# Urgent Great Pyrenees in Texas



## danoon58 (Jul 1, 2015)

Texas Great Pyrenees rescue has 3 young healthy dogs and a senior at risk of euthanasia due to lack of space. Does anyone know anybody in TX that could foster??? Or a rescue that could take them??

https://www.facebook.com/groups/TexasGreatPyrRescue/?source_id=171758216215391


----------



## Buddy's mom forever (Jun 23, 2011)

Sending good thoughts, poor dogs.


----------



## 3 goldens (Sep 30, 2005)

danoon58 said:


> Texas Great Pyrenees rescue has 3 young healthy dogs and a senior at risk of euthanasia due to lack of space. Does anyone know anybody in TX that could foster??? Or a rescue that could take them??
> 
> https://www.facebook.com/groups/TexasGreatPyrRescue/?source_id=171758216215391



First of all, thank you so much for caring. We are Pyr owners here in Texas. We adopted our first Pry, Shaggy from TGPR, a blind 7 year old. Sadly lost him to hemangiosarcos must 3 1/2 weeks later. We had our choice of refund or another dog and opted for another 7 year old, Moose, who is now Sir Moose since I knighted him.

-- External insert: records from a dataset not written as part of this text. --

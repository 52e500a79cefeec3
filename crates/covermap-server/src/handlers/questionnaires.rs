//! Questionnaire handlers

use std::collections::BTreeMap;
use std::sync::Arc;

use axum::{
    extract::{Path, Query, Request, State},
    Json,
};
use serde::Deserialize;
use serde_json::Value;

use crate::{caller_identity, AppError, AppState, MAX_BODY_SIZE};
use covermap_core::models::{AuditSubject, Questionnaire, QuestionnaireWithAnswers, Report};

/// Request body carrying a batch of answers
#[derive(Debug, Deserialize)]
pub struct AnswersRequest {
    pub answers: BTreeMap<String, Value>,
}

/// Query parameters for completing a questionnaire
#[derive(Debug, Deserialize)]
pub struct CompleteQuery {
    /// Include generated advice in the report (default: true)
    #[serde(default = "default_true")]
    pub advice: bool,
}

fn default_true() -> bool {
    true
}

/// Read and decode an `{"answers": {...}}` body
pub(crate) async fn read_answers(request: Request) -> Result<AnswersRequest, AppError> {
    let bytes = axum::body::to_bytes(request.into_body(), MAX_BODY_SIZE)
        .await
        .map_err(|_| AppError::bad_request("Invalid request body"))?;

    serde_json::from_slice(&bytes)
        .map_err(|_| AppError::bad_request("Expected a JSON object with an \"answers\" object"))
}

/// POST /api/questionnaires - Start a questionnaire for the caller
pub async fn create_questionnaire(
    State(state): State<Arc<AppState>>,
    request: Request,
) -> Result<Json<Questionnaire>, AppError> {
    let caller = caller_identity(request.headers());

    let questionnaire = state.db.create_questionnaire(&caller)?;

    state.db.log_audit(
        &caller,
        "create",
        AuditSubject::Questionnaire(questionnaire.id),
        None,
    )?;

    Ok(Json(questionnaire))
}

/// GET /api/questionnaires - List the caller's questionnaires
pub async fn list_questionnaires(
    State(state): State<Arc<AppState>>,
    request: Request,
) -> Result<Json<Vec<Questionnaire>>, AppError> {
    let caller = caller_identity(request.headers());

    let questionnaires = state.db.list_questionnaires(&caller)?;

    state.db.log_audit(
        &caller,
        "list",
        AuditSubject::Questionnaires,
        Some(&format!("count={}", questionnaires.len())),
    )?;

    Ok(Json(questionnaires))
}

/// GET /api/questionnaires/:id - Questionnaire with its decoded answers
pub async fn get_questionnaire(
    State(state): State<Arc<AppState>>,
    Path(id): Path<i64>,
    request: Request,
) -> Result<Json<QuestionnaireWithAnswers>, AppError> {
    let caller = caller_identity(request.headers());

    let questionnaire = state
        .db
        .get_questionnaire(id, &caller)
        .map_err(AppError::from_core)?;
    let answers = state.db.get_answer_values(id)?;

    state
        .db
        .log_audit(&caller, "get", AuditSubject::Questionnaire(id), None)?;

    Ok(Json(QuestionnaireWithAnswers::new(&questionnaire, answers)))
}

/// PUT /api/questionnaires/:id/answers - Upsert a batch of answers
pub async fn update_answers(
    State(state): State<Arc<AppState>>,
    Path(id): Path<i64>,
    request: Request,
) -> Result<Json<QuestionnaireWithAnswers>, AppError> {
    let caller = caller_identity(request.headers());
    let req = read_answers(request).await?;

    // Ownership check before writing
    state
        .db
        .get_questionnaire(id, &caller)
        .map_err(AppError::from_core)?;

    state
        .db
        .upsert_answers(id, &req.answers)
        .map_err(AppError::from_core)?;

    state.db.log_audit(
        &caller,
        "update_answers",
        AuditSubject::Questionnaire(id),
        Some(&format!("keys={}", req.answers.len())),
    )?;

    let questionnaire = state
        .db
        .get_questionnaire(id, &caller)
        .map_err(AppError::from_core)?;
    let answers = state.db.get_answer_values(id)?;

    Ok(Json(QuestionnaireWithAnswers::new(&questionnaire, answers)))
}

/// POST /api/questionnaires/:id/complete - Evaluate, mark completed, return the report
pub async fn complete_questionnaire(
    State(state): State<Arc<AppState>>,
    Path(id): Path<i64>,
    Query(params): Query<CompleteQuery>,
    request: Request,
) -> Result<Json<Report>, AppError> {
    let caller = caller_identity(request.headers());

    let report = covermap_core::complete_questionnaire(
        &state.db,
        state.ai.as_ref(),
        id,
        &caller,
        params.advice,
    )
    .await
    .map_err(AppError::from_core)?;

    state.db.log_audit(
        &caller,
        "complete",
        AuditSubject::Questionnaire(id),
        Some(&format!(
            "overall={}",
            report.assessment.overall_risk_score
        )),
    )?;

    Ok(Json(report))
}
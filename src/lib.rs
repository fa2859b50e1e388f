//! cardscan - card identification microservice
//!
//! Identifies a physical Magic: The Gathering card from a single camera
//! photograph, returning the exact printing (set code + collector number)
//! or an honest retry/ambiguous verdict. The pipeline rectifies the card
//! to a canonical frame, embeds the illustration and reads the title in
//! parallel, queries the cosine index, and fuses both signals into one
//! verdict. A background reconciler keeps the printing catalog current.

pub mod api;
pub mod config;
pub mod db;
pub mod error;
pub mod models;
pub mod services;
pub mod types;

pub use crate::error::{ApiError, ApiResult};

use axum::extract::DefaultBodyLimit;
use axum::Router;
use chrono::{DateTime, Utc};
use std::sync::Arc;

use crate::config::Config;
use crate::services::ingestor::Ingestor;
use crate::services::pipeline::ScanPipeline;

/// Application state shared across handlers
#[derive(Clone)]
pub struct AppState {
    pub pipeline: Arc<ScanPipeline>,
    pub ingestor: Arc<Ingestor>,
    pub config: Arc<Config>,
    pub startup_time: DateTime<Utc>,
}

impl AppState {
    pub fn new(pipeline: Arc<ScanPipeline>, ingestor: Arc<Ingestor>, config: Arc<Config>) -> Self {
        Self {
            pipeline,
            ingestor,
            config,
            startup_time: Utc::now(),
        }
    }
}

/// Build application router
///
/// - POST /scanner/identify - identify a card photo
/// - GET  /scanner/seed/{setCode} - seed one set from upstream
/// - GET  /health - liveness probe
pub fn build_router(state: AppState) -> Router {
    // Body limit sits above the upload cap so the handler can answer an
    // oversize upload with a clean 413 instead of a closed connection.
    let body_limit = state.config.server.max_upload_bytes + 64 * 1024;

    Router::new()
        .merge(api::scanner_routes())
        .merge(api::health_routes())
        .layer(DefaultBodyLimit::max(body_limit))
        .with_state(state)
}
//! Upstream card catalog API client
//!
//! Thin typed wrapper over the catalog's search, set listing and image
//! endpoints. The upstream rejects requests without a contactable
//! User-Agent and an explicit JSON Accept header, so both are baked into
//! the client at construction.

use chrono::{DateTime, NaiveDate, Utc};
use reqwest::header::{HeaderMap, HeaderValue, ACCEPT};
use serde::Deserialize;
use std::time::Duration;
use thiserror::Error;
use tracing::debug;

use crate::models::PrintingRecord;

/// Catalog client errors
#[derive(Debug, Error)]
pub enum CatalogError {
    #[error("Network error: {0}")]
    Network(String),

    /// Upstream answered 400/404 for a set search: the set does not exist.
    #[error("Set not known upstream: {0}")]
    UnknownSet(String),

    #[error("Rate limit exceeded")]
    RateLimited,

    #[error("API error {0}: {1}")]
    Api(u16, String),

    #[error("Parse error: {0}")]
    Parse(String),
}

/// One page of a paginated card search.
#[derive(Debug, Clone, Deserialize)]
pub struct CardPage {
    pub data: Vec<CardJson>,
    /// Absolute URL of the next page, when one exists.
    pub next_page: Option<String>,
}

/// One printing as the upstream serializes it.
#[derive(Debug, Clone, Deserialize)]
pub struct CardJson {
    pub id: String,
    pub oracle_id: Option<String>,
    pub name: String,
    pub set: String,
    pub collector_number: String,
    pub released_at: Option<String>,
    pub set_type: Option<String>,
    pub image_uris: Option<ImageUris>,
    pub card_faces: Option<Vec<CardFace>>,
}

#[derive(Debug, Clone, Deserialize)]
pub struct ImageUris {
    pub normal: Option<String>,
}

#[derive(Debug, Clone, Deserialize)]
pub struct CardFace {
    pub image_uris: Option<ImageUris>,
}

#[derive(Debug, Clone, Deserialize)]
pub struct SetsPage {
    pub data: Vec<SetJson>,
}

#[derive(Debug, Clone, Deserialize)]
pub struct SetJson {
    pub code: String,
    pub set_type: String,
}

impl CardJson {
    /// Extract the ingestion record. The face image of a multi-face card
    /// stands in when the card itself carries no image.
    pub fn into_record(self) -> PrintingRecord {
        let face_image = self
            .card_faces
            .as_ref()
            .and_then(|faces| faces.first())
            .and_then(|face| face.image_uris.as_ref())
            .and_then(|uris| uris.normal.clone());
        let image_url = self
            .image_uris
            .as_ref()
            .and_then(|uris| uris.normal.clone())
            .or(face_image);

        PrintingRecord {
            oracle_id: self.oracle_id.unwrap_or_default(),
            printing_id: self.id,
            name: self.name,
            set_code: self.set.to_uppercase(),
            collector_number: self.collector_number,
            image_url,
            released_at: parse_release_date(self.released_at.as_deref()),
            set_type: self.set_type.unwrap_or_default(),
        }
    }
}

/// Release dates arrive as `YYYY-MM-DD`; anything unparseable collapses to
/// the epoch so the printing sorts behind every real release date without
/// losing UTC kind. (The epoch rather than chrono's minimum: the minimum
/// predates the range a timestamptz column accepts.)
pub(crate) fn parse_release_date(raw: Option<&str>) -> DateTime<Utc> {
    raw.and_then(|s| NaiveDate::parse_from_str(s, "%Y-%m-%d").ok())
        .and_then(|d| d.and_hms_opt(0, 0, 0))
        .map(|dt| DateTime::from_naive_utc_and_offset(dt, Utc))
        .unwrap_or(DateTime::<Utc>::UNIX_EPOCH)
}

/// Upstream catalog API client.
#[derive(Clone)]
pub struct CatalogClient {
    http: reqwest::Client,
    base_url: String,
}

impl CatalogClient {
    pub fn new(base_url: &str, user_agent: &str) -> Result<Self, CatalogError> {
        let mut headers = HeaderMap::new();
        headers.insert(ACCEPT, HeaderValue::from_static("application/json"));

        let http = reqwest::Client::builder()
            .user_agent(user_agent)
            .default_headers(headers)
            .timeout(Duration::from_secs(30))
            .build()
            .map_err(|e| CatalogError::Network(e.to_string()))?;

        Ok(Self {
            http,
            base_url: base_url.trim_end_matches('/').to_string(),
        })
    }

    /// First-page URL for all printings of a set.
    pub fn search_url(&self, set_code: &str) -> String {
        format!(
            "{}/cards/search?q=e:{}&unique=prints&include_extras=false",
            self.base_url,
            set_code.to_lowercase()
        )
    }

    /// Fetch one search page by absolute URL (first page or `next_page`).
    pub async fn fetch_search_page(&self, url: &str) -> Result<CardPage, CatalogError> {
        debug!(url = %url, "fetching catalog search page");
        let response = self
            .http
            .get(url)
            .send()
            .await
            .map_err(|e| CatalogError::Network(e.to_string()))?;

        let status = response.status();
        if status.as_u16() == 400 || status.as_u16() == 404 {
            return Err(CatalogError::UnknownSet(url.to_string()));
        }
        if status.as_u16() == 429 {
            return Err(CatalogError::RateLimited);
        }
        if !status.is_success() {
            let body = response.text().await.unwrap_or_default();
            return Err(CatalogError::Api(status.as_u16(), body));
        }

        response
            .json()
            .await
            .map_err(|e| CatalogError::Parse(e.to_string()))
    }

    /// All sets the upstream knows about.
    pub async fn list_sets(&self) -> Result<Vec<SetJson>, CatalogError> {
        let url = format!("{}/sets", self.base_url);
        let response = self
            .http
            .get(&url)
            .send()
            .await
            .map_err(|e| CatalogError::Network(e.to_string()))?;

        let status = response.status();
        if status.as_u16() == 429 {
            return Err(CatalogError::RateLimited);
        }
        if !status.is_success() {
            let body = response.text().await.unwrap_or_default();
            return Err(CatalogError::Api(status.as_u16(), body));
        }

        let page: SetsPage = response
            .json()
            .await
            .map_err(|e| CatalogError::Parse(e.to_string()))?;
        Ok(page.data)
    }

    /// Download a printing's face image.
    pub async fn fetch_image(&self, url: &str) -> Result<Vec<u8>, CatalogError> {
        let response = self
            .http
            .get(url)
            .send()
            .await
            .map_err(|e| CatalogError::Network(e.to_string()))?;

        let status = response.status();
        if !status.is_success() {
            return Err(CatalogError::Api(status.as_u16(), String::new()));
        }

        let bytes = response
            .bytes()
            .await
            .map_err(|e| CatalogError::Network(e.to_string()))?;
        Ok(bytes.to_vec())
    }
}
//! Background catalog reconciliation
//!
//! A single long-lived task that periodically asks the upstream for its
//! set list and seeds whatever this instance doesn't have yet. Seeding is
//! strictly sequential to respect upstream rate limits; a failing set
//! never takes the cycle down with it. The shutdown token is honoured at
//! every await point.

use std::sync::Arc;
use std::time::Duration;
use tokio::time::sleep;
use tokio_util::sync::CancellationToken;
use tracing::{debug, info, warn};

use crate::config::ReconcilerConfig;
use crate::services::ingestor::Ingestor;

/// Pause between consecutive set seedings within one cycle.
const SET_DELAY: Duration = Duration::from_secs(2);

/// Run the reconciliation loop until the shutdown token fires.
pub async fn run(ingestor: Arc<Ingestor>, config: ReconcilerConfig, shutdown: CancellationToken) {
    // Grace period so the process settles before the first upstream call.
    tokio::select! {
        _ = shutdown.cancelled() => return,
        _ = sleep(Duration::from_secs(config.initial_delay_secs)) => {}
    }
    info!(interval_secs = config.interval_secs, "reconciler started");

    loop {
        if let Err(e) = reconcile_once(&ingestor, &config, &shutdown).await {
            warn!(error = %e, "reconciliation cycle failed, retrying next cycle");
        }

        tokio::select! {
            _ = shutdown.cancelled() => break,
            _ = sleep(Duration::from_secs(config.interval_secs)) => {}
        }
    }
    info!("reconciler stopped");
}

async fn reconcile_once(
    ingestor: &Ingestor,
    config: &ReconcilerConfig,
    shutdown: &CancellationToken,
) -> anyhow::Result<()> {
    let sets = tokio::select! {
        _ = shutdown.cancelled() => return Ok(()),
        result = ingestor.client().list_sets() => result?,
    };

    let mut missing = Vec::new();
    for set in sets {
        if config.ignored_set_types.iter().any(|t| t == &set.set_type) {
            continue;
        }
        if shutdown.is_cancelled() {
            return Ok(());
        }
        let code = set.code.to_lowercase();
        if !ingestor.store().set_exists(&code).await? {
            missing.push(code);
        }
    }

    if missing.is_empty() {
        debug!("catalog up to date");
        return Ok(());
    }
    info!(sets = missing.len(), "seeding newly published sets");

    for code in missing {
        let outcome = tokio::select! {
            _ = shutdown.cancelled() => return Ok(()),
            result = ingestor.seed_set(&code) => result,
        };
        if let Err(e) = outcome {
            // Isolated: one broken set must not starve the others.
            warn!(set_code = %code, error = %e, "seeding failed, will retry next cycle");
        }

        tokio::select! {
            _ = shutdown.cancelled() => return Ok(()),
            _ = sleep(SET_DELAY) => {}
        }
    }
    Ok(())
}
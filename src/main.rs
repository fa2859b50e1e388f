//! cardscan - card identification microservice entry point

use anyhow::{Context, Result};
use std::path::PathBuf;
use std::sync::Arc;
use tokio_util::sync::CancellationToken;
use tracing::{info, Level};
use tracing_subscriber::FmtSubscriber;

use cardscan::config::Config;
use cardscan::db::{self, CatalogStore};
use cardscan::services::catalog_client::CatalogClient;
use cardscan::services::embedder::OnnxEmbedder;
use cardscan::services::ingestor::Ingestor;
use cardscan::services::pipeline::ScanPipeline;
use cardscan::services::reconciler;
use cardscan::services::title_reader::TesseractReader;
use cardscan::types::{ArtEmbedder, TitleReader};
use cardscan::{build_router, AppState};

fn parse_args() -> Option<PathBuf> {
    let args: Vec<String> = std::env::args().collect();
    let mut config_path = None;

    let mut i = 1;
    while i < args.len() {
        match args[i].as_str() {
            "--help" | "-h" => {
                print_help();
                std::process::exit(0);
            }
            "--version" | "-V" => {
                println!("cardscan {}", env!("CARGO_PKG_VERSION"));
                std::process::exit(0);
            }
            "--config" | "-c" => {
                if i + 1 < args.len() {
                    config_path = Some(PathBuf::from(&args[i + 1]));
                    i += 1;
                } else {
                    eprintln!("Error: --config requires a path argument");
                    std::process::exit(1);
                }
            }
            _ => {
                eprintln!("Unknown argument: {}", args[i]);
                print_help();
                std::process::exit(1);
            }
        }
        i += 1;
    }

    config_path
}

fn print_help() {
    println!(
        r#"cardscan - card identification microservice

USAGE:
    cardscan [OPTIONS]

OPTIONS:
    --config, -c PATH   Path to config file
    --version, -V       Show version
    --help, -h          Show this help message

ENVIRONMENT:
    CARDSCAN_CONFIG     Path to config file
    CARDSCAN_BIND       Listen address (overrides config)
    DATABASE_URL        Postgres URL (overrides config)

Config file location: ./cardscan.toml"#
    );
}

#[tokio::main]
async fn main() -> Result<()> {
    let config_path = parse_args();

    let subscriber = FmtSubscriber::builder()
        .with_max_level(Level::INFO)
        .finish();
    tracing::subscriber::set_global_default(subscriber)?;

    info!("Starting cardscan (card identification) service");
    info!("Version: {}", env!("CARGO_PKG_VERSION"));

    let config = match config_path {
        Some(path) => Config::load_from(&path)?,
        None => Config::load()?,
    };

    let pool = db::init_pool(&config.database)
        .await
        .context("database initialization failed")?;
    let store = CatalogStore::new(pool);
    info!("Database connection established");

    let embedder: Arc<dyn ArtEmbedder> = Arc::new(
        OnnxEmbedder::load(&config.model.path).context("embedding model load failed")?,
    );
    let reader: Arc<dyn TitleReader> = Arc::new(
        TesseractReader::new(config.ocr.data_path.clone(), &config.ocr.language)
            .context("OCR engine initialization failed")?,
    );
    let client = CatalogClient::new(&config.catalog.base_url, &config.catalog.user_agent)?;

    let pipeline = Arc::new(ScanPipeline::new(
        Arc::clone(&embedder),
        reader,
        store.clone(),
        config.fuser.clone(),
        config.pipeline.ocr_inject_threshold,
    ));
    let ingestor = Arc::new(Ingestor::new(client, store, embedder));

    let shutdown = CancellationToken::new();
    let reconciler_handle = if config.reconciler.enabled {
        Some(tokio::spawn(reconciler::run(
            Arc::clone(&ingestor),
            config.reconciler.clone(),
            shutdown.clone(),
        )))
    } else {
        info!("reconciler disabled by configuration");
        None
    };

    let bind = config.server.bind.clone();
    let state = AppState::new(pipeline, ingestor, Arc::new(config));
    let app = build_router(state);

    let listener = tokio::net::TcpListener::bind(&bind).await?;
    info!("Listening on http://{}", bind);

    let shutdown_trigger = shutdown.clone();
    axum::serve(listener, app)
        .with_graceful_shutdown(async move {
            let _ = tokio::signal::ctrl_c().await;
            info!("shutdown signal received");
            shutdown_trigger.cancel();
        })
        .await?;

    shutdown.cancel();
    if let Some(handle) = reconciler_handle {
        let _ = handle.await;
    }
    info!("cardscan stopped");

    Ok(())
}
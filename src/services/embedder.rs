//! Art-region embedding using ONNX Runtime
//!
//! Embeds only the illustration window of the canonical card frame. Title
//! band, type line, rules text and footer are near-identical across
//! printings of unrelated cards that share a frame style; including them
//! drowned out the art signal and produced false matches. Cropping them
//! away makes the embedding a visual similarity metric on the artwork.

use anyhow::{anyhow, ensure, Context, Result};
use image::{imageops, imageops::FilterType, DynamicImage, GenericImageView, RgbImage};
use ort::session::{builder::GraphOptimizationLevel, Session};
use ort::value::Tensor;
use std::path::Path;
use std::sync::Mutex;
use tracing::{info, warn};

use crate::types::{ArtEmbedder, EMBEDDING_DIM};

/// Art region as proportional offsets of the canonical 488x680 frame.
const ART_X: (f32, f32) = (0.030, 0.970);
const ART_Y: (f32, f32) = (0.081, 0.845);

const INPUT_SIZE: u32 = 224;
const INPUT_NAME: &str = "pixel_values";

/// ImageNet channel statistics the model was trained with.
const CHANNEL_MEAN: [f32; 3] = [0.485, 0.456, 0.406];
const CHANNEL_STD: [f32; 3] = [0.229, 0.224, 0.225];

/// Embedder backed by a 512-output ONNX vision model.
///
/// The session is created once at startup and shared process-wide; runs
/// take the mutex because the session API requires exclusive access.
pub struct OnnxEmbedder {
    session: Mutex<Session>,
}

impl OnnxEmbedder {
    pub fn load(model_path: &Path) -> Result<Self> {
        let session = Session::builder()?
            .with_optimization_level(GraphOptimizationLevel::Level3)?
            .with_intra_threads(4)?
            .commit_from_file(model_path)
            .with_context(|| {
                format!("failed to load embedding model {}", model_path.display())
            })?;
        info!(model = %model_path.display(), "embedding model loaded");
        Ok(Self {
            session: Mutex::new(session),
        })
    }

    fn run(&self, img: &DynamicImage) -> Result<Vec<f32>> {
        let art = crop_art_region(img);
        let resized = imageops::resize(&art, INPUT_SIZE, INPUT_SIZE, FilterType::Triangle);
        let input = nchw_tensor_data(&resized);

        let tensor = Tensor::from_array((
            [1usize, 3, INPUT_SIZE as usize, INPUT_SIZE as usize],
            input.into_boxed_slice(),
        ))?;

        let mut session = self.session.lock().unwrap_or_else(|e| e.into_inner());
        let outputs = session.run(ort::inputs![INPUT_NAME => tensor])?;

        let output = outputs
            .iter()
            .next()
            .ok_or_else(|| anyhow!("embedding model produced no outputs"))?;
        let (_shape, data) = output.1.try_extract_tensor::<f32>()?;
        ensure!(
            data.len() == EMBEDDING_DIM,
            "embedding model produced {} floats, expected {}",
            data.len(),
            EMBEDDING_DIM
        );

        l2_normalize(data.to_vec())
    }
}

impl ArtEmbedder for OnnxEmbedder {
    fn embed(&self, canonical: &[u8]) -> Option<Vec<f32>> {
        let img = image::load_from_memory(canonical).ok()?;
        match self.run(&img) {
            Ok(vector) => Some(vector),
            Err(e) => {
                warn!(error = %e, "art embedding failed");
                None
            }
        }
    }
}

fn crop_art_region(img: &DynamicImage) -> RgbImage {
    let (w, h) = img.dimensions();
    let x0 = (w as f32 * ART_X.0) as u32;
    let x1 = (w as f32 * ART_X.1).ceil() as u32;
    let y0 = (h as f32 * ART_Y.0) as u32;
    let y1 = (h as f32 * ART_Y.1).ceil() as u32;
    let bw = x1.saturating_sub(x0).max(1);
    let bh = y1.saturating_sub(y0).max(1);
    DynamicImage::ImageRgba8(imageops::crop_imm(img, x0, y0, bw, bh).to_image()).to_rgb8()
}

/// Channel-first float tensor data, normalized per channel.
fn nchw_tensor_data(rgb: &RgbImage) -> Vec<f32> {
    let size = INPUT_SIZE as usize;
    let plane = size * size;
    let mut data = vec![0.0f32; 3 * plane];

    for y in 0..size {
        for x in 0..size {
            let pixel = rgb.get_pixel(x as u32, y as u32);
            let idx = y * size + x;
            for ch in 0..3 {
                data[ch * plane + idx] =
                    ((pixel[ch] as f32 / 255.0) - CHANNEL_MEAN[ch]) / CHANNEL_STD[ch];
            }
        }
    }
    data
}

fn l2_normalize(vector: Vec<f32>) -> Result<Vec<f32>> {
    let norm: f32 = vector.iter().map(|v| v * v).sum::<f32>().sqrt();
    ensure!(norm > 0.0, "embedding has zero norm");
    Ok(vector.iter().map(|v| v / norm).collect())
}

#[cfg(test)]
mod tests {
    use super::*;

    #[test]
    fn l2_normalize_produces_unit_vectors() {
        let v = l2_normalize(vec![3.0, 4.0]).unwrap();
        assert!((v[0] - 0.6).abs() < 1e-6);
        assert!((v[1] - 0.8).abs() < 1e-6);
        let norm: f32 = v.iter().map(|x| x * x).sum::<f32>().sqrt();
        assert!((norm - 1.0).abs() < 1e-3);
    }

    #[test]
    fn l2_normalize_rejects_zero_vectors() {
        assert!(l2_normalize(vec![0.0; 4]).is_err());
    }

    #[test]
    fn tensor_data_is_channel_first_and_normalized() {
        // A uniform mid-gray image: every plane should be a constant.
        let rgb = RgbImage::from_pixel(INPUT_SIZE, INPUT_SIZE, image::Rgb([128, 128, 128]));
        let data = nchw_tensor_data(&rgb);
        let plane = (INPUT_SIZE * INPUT_SIZE) as usize;
        assert_eq!(data.len(), 3 * plane);

        for ch in 0..3 {
            let expected = ((128.0 / 255.0) - CHANNEL_MEAN[ch]) / CHANNEL_STD[ch];
            assert!((data[ch * plane] - expected).abs() < 1e-6);
            assert!((data[ch * plane + plane - 1] - expected).abs() < 1e-6);
        }
    }

    #[test]
    fn art_crop_excludes_title_and_footer_bands() {
        // Canonical-sized frame: white everywhere except a black header
        // above the art window (first 8.1%) and a black footer below it
        // (from 84.5% down).
        let mut img = RgbImage::from_pixel(488, 680, image::Rgb([255, 255, 255]));
        for y in 0..55 {
            for x in 0..488 {
                img.put_pixel(x, y, image::Rgb([0, 0, 0]));
            }
        }
        for y in 575..680 {
            for x in 0..488 {
                img.put_pixel(x, y, image::Rgb([0, 0, 0]));
            }
        }

        let art = crop_art_region(&DynamicImage::ImageRgb8(img));
        let first = art.get_pixel(art.width() / 2, 0)[0];
        let last = art.get_pixel(art.width() / 2, art.height() - 1)[0];
        assert_eq!(first, 255, "art crop reached into the title band");
        assert_eq!(last, 255, "art crop reached into the footer");
    }
}
//! Identification pipeline
//!
//! Orchestrates one identification attempt:
//! detect → (embed ∥ read title) → vector top-K + by-name injection → fuse.
//!
//! Extractor failures are absorbed at their boundaries; whichever signal
//! survived still reaches the decision engine. Only storage errors abort
//! the attempt.

use anyhow::Result;
use std::sync::Arc;
use tracing::{debug, warn};

use crate::db::catalog::{CatalogStore, DEFAULT_TOP_K};
use crate::models::{ScanVerdict, VectorHit};
use crate::services::detector;
use crate::services::fuser::{Fuser, FuserConfig};
use crate::types::{ArtEmbedder, OcrResult, TitleReader};

pub struct ScanPipeline {
    embedder: Arc<dyn ArtEmbedder>,
    reader: Arc<dyn TitleReader>,
    store: CatalogStore,
    fuser: Fuser,
    /// Minimum OCR score for the by-name lookup. Lower than the fuser's
    /// veto threshold by design (0.70 vs 0.90).
    ocr_inject_threshold: f32,
}

impl ScanPipeline {
    pub fn new(
        embedder: Arc<dyn ArtEmbedder>,
        reader: Arc<dyn TitleReader>,
        store: CatalogStore,
        fuser_config: FuserConfig,
        ocr_inject_threshold: f32,
    ) -> Self {
        Self {
            embedder,
            reader,
            store,
            fuser: Fuser::new(fuser_config),
            ocr_inject_threshold,
        }
    }

    /// Identify the card in `raw`. The verdict's attempt counter is
    /// `previous_attempt + 1`.
    pub async fn identify(&self, raw: Vec<u8>, previous_attempt: u32) -> Result<ScanVerdict> {
        let attempt = previous_attempt + 1;

        let canonical = tokio::task::spawn_blocking(move || detector::detect_and_crop(&raw)).await?;

        // Both extractors are CPU-bound; run them on worker threads and
        // join before touching the store.
        let embedder = Arc::clone(&self.embedder);
        let embed_input = canonical.clone();
        let embed_task = tokio::task::spawn_blocking(move || embedder.embed(&embed_input));

        let reader = Arc::clone(&self.reader);
        let ocr_task = tokio::task::spawn_blocking(move || reader.read_title(&canonical));

        let (embedding, ocr) = tokio::join!(embed_task, ocr_task);
        let embedding = embedding.unwrap_or_else(|e| {
            warn!(error = %e, "embedding task failed");
            None
        });
        let ocr = ocr.unwrap_or_else(|e| {
            warn!(error = %e, "title OCR task failed");
            OcrResult::empty()
        });

        let mut hits: Vec<VectorHit> = match &embedding {
            Some(vector) => self.store.find_closest(vector, DEFAULT_TOP_K).await?,
            None => Vec::new(),
        };

        if let Some(title) = ocr.title.as_deref() {
            if ocr.score >= self.ocr_inject_threshold {
                if let Some(named) = self.store.find_by_name(title).await? {
                    debug!(title = %title, "by-name candidate injected at distance 0");
                    hits.insert(0, named);
                }
            }
        }

        debug!(
            attempt = attempt,
            hits = hits.len(),
            ocr_title = ocr.title.as_deref().unwrap_or(""),
            ocr_score = ocr.score,
            "fusing identification signals"
        );

        Ok(self
            .fuser
            .decide(&hits, ocr.title.as_deref(), ocr.score, attempt))
    }
}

He is now 10, has liver disease, but is going very well. And after adopting him, we adopted an 11 year old golden retriever. Had that sweet little redhead for 20 months before hemangiosarcoma claimed her.


I think the senior is already on the way to be adopted it. Several on the forum on FB have spoken up, a coupe have filled adoption papers and others said they would foster. I didn't see anything about the younger dogs. I don't know what rescue that is out there (is in Midland out in West Texas) but the TGPR located in San Antonio & Austin always manages to find homes for pyrs. Sometimes folks will be fostering 3-4 at a time. Pyr owners and lovers are just as devoted to the breed as golden owners and lovers are. And me, I have been luckey enough to know and love both breeds as well as Irish Setters and English Setters. No favorites with him, Love them all.


----------



## jennretz (Jul 24, 2013)

I was also going to recommend them; think they are trying to find fosters.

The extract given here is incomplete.